## PROBLEM TO WORK ON
The word "OutputResult" may appear in some lines of the data; copy every such line.

## INFORMATION
Start of Block
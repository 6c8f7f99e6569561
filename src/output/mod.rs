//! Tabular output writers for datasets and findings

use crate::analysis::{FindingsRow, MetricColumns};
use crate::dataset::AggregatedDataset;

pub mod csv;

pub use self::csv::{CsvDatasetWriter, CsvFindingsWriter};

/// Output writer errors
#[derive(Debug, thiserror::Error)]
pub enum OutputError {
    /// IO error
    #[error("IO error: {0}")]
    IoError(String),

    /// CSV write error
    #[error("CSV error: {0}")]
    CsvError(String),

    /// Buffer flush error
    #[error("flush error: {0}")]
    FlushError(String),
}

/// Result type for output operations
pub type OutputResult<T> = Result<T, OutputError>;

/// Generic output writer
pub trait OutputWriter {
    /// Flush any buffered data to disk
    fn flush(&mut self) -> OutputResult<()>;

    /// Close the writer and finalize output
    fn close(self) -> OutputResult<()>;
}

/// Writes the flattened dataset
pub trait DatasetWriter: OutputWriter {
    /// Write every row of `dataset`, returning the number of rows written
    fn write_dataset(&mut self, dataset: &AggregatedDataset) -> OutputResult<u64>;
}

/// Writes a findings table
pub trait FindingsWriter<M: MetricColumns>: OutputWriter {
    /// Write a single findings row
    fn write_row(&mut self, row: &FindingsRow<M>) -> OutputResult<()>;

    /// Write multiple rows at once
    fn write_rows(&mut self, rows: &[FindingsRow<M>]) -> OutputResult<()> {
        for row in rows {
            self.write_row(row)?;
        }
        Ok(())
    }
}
End of Block
## TASK ANSWER
pub type OutputResult<T> = Result<T, OutputError>;
    fn flush(&mut self) -> OutputResult<()>;
    fn close(self) -> OutputResult<()>;
    fn write_dataset(&mut self, dataset: &AggregatedDataset) -> OutputResult<u64>;
    fn write_row(&mut self, row: &FindingsRow<M>) -> OutputResult<()>;
    fn write_rows(&mut self, rows: &[FindingsRow<M>]) -> OutputResult<()> {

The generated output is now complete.